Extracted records
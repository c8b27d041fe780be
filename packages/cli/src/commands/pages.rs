use super::Session;
use anyhow::{anyhow, Result};
use clap::{Args, ValueEnum};
use colored::Colorize;
use sitecraft_editor::hierarchy::{child_pages, page_url};
use sitecraft_editor::model::{DropPosition, Page};
use sitecraft_editor::{Mutation, OrphanPolicy};

#[derive(Debug, Args)]
pub struct PagesArgs {
    /// Also print page ids
    #[arg(long)]
    pub ids: bool,
}

#[derive(Debug, Args)]
pub struct AddPageArgs {
    /// Page title
    pub title: String,

    /// Parent page id
    #[arg(short, long)]
    pub parent: Option<String>,
}

#[derive(Debug, Clone, Copy, ValueEnum)]
pub enum PositionArg {
    Before,
    After,
    Inside,
}

impl From<PositionArg> for DropPosition {
    fn from(position: PositionArg) -> Self {
        match position {
            PositionArg::Before => DropPosition::Before,
            PositionArg::After => DropPosition::After,
            PositionArg::Inside => DropPosition::Inside,
        }
    }
}

#[derive(Debug, Args)]
pub struct MovePageArgs {
    /// Page to move
    pub source: String,

    /// Page to drop it on
    pub target: String,

    /// Where relative to the target
    #[arg(short, long, value_enum, default_value = "after")]
    pub position: PositionArg,
}

#[derive(Debug, Args)]
pub struct DeletePageArgs {
    /// Page to delete
    pub page: String,

    /// Delete child pages too instead of promoting them
    #[arg(long)]
    pub cascade: bool,
}

pub fn pages(args: PagesArgs, cwd: &str) -> Result<()> {
    let session = Session::open(cwd)?;
    let site = session.doc.site();

    println!("{} {}", "📄".bright_blue(), site.name.bold());
    if site.pages.is_empty() {
        println!("{}", "  (no pages)".dimmed());
        return Ok(());
    }
    print_level(&site.pages, None, 1, args.ids);
    Ok(())
}

fn print_level(pages: &[Page], parent_id: Option<&str>, depth: usize, ids: bool) {
    for page in child_pages(pages, parent_id) {
        let mut line = format!(
            "{}{} {} {}",
            "  ".repeat(depth),
            format!("{}.", page.order).dimmed(),
            page.title,
            page_url(pages, &page.id).cyan()
        );
        if ids {
            line.push_str(&format!(" [{}]", page.id).dimmed().to_string());
        }
        if !page.is_published {
            line.push_str(&format!(" {}", "draft".yellow()));
        }
        if !page.show_in_nav {
            line.push_str(&format!(" {}", "hidden".dimmed()));
        }
        println!("{}", line);
        print_level(pages, Some(&page.id), depth + 1, ids);
    }
}

pub fn add_page(args: AddPageArgs, cwd: &str) -> Result<()> {
    let mut session = Session::open(cwd)?;
    let outcome = session.doc.apply(&Mutation::CreatePage {
        title: args.title.clone(),
        parent_id: args.parent,
    })?;
    session.save()?;

    let id = outcome
        .created
        .first()
        .ok_or_else(|| anyhow!("no page was created"))?;
    println!(
        "  {} Added {} → {}",
        "✓".green(),
        args.title.bold(),
        page_url(&session.doc.site().pages, id).cyan()
    );
    Ok(())
}

pub fn move_page(args: MovePageArgs, cwd: &str) -> Result<()> {
    let mut session = Session::open(cwd)?;
    for id in [&args.source, &args.target] {
        if session.doc.site().page(id).is_none() {
            return Err(anyhow!("Page not found: {}", id));
        }
    }

    let position = DropPosition::from(args.position);
    let outcome = session.doc.apply(&Mutation::ReorderPages {
        source_id: args.source.clone(),
        target_id: args.target.clone(),
        position,
    })?;

    if !outcome.changed {
        println!(
            "{} Cannot move {} {} {}",
            "⚠️".yellow(),
            args.source,
            position,
            args.target
        );
        return Ok(());
    }

    session.save()?;
    println!(
        "  {} Moved {} {} {}",
        "✓".green(),
        args.source.bold(),
        position,
        args.target.bold()
    );
    Ok(())
}

pub fn delete_page(args: DeletePageArgs, cwd: &str) -> Result<()> {
    let mut session = Session::open(cwd)?;
    if session.doc.site().page(&args.page).is_none() {
        return Err(anyhow!("Page not found: {}", args.page));
    }

    let policy = if args.cascade {
        OrphanPolicy::Cascade
    } else {
        OrphanPolicy::PromoteToParent
    };
    let before = session.doc.site().pages.len();
    session.doc.apply(&Mutation::DeletePage {
        page_id: args.page.clone(),
        policy,
    })?;
    session.save()?;

    let removed = before - session.doc.site().pages.len();
    println!(
        "  {} Deleted {} ({} page{})",
        "✓".green(),
        args.page.bold(),
        removed,
        if removed == 1 { "" } else { "s" }
    );
    Ok(())
}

(Work instruction):
Wherever "removed" appears in a line of the entries, copy that line.

(Result of the exercise):
    let removed = before - session.doc.site().pages.len();
        removed,
        if removed == 1 { "" } else { "s" }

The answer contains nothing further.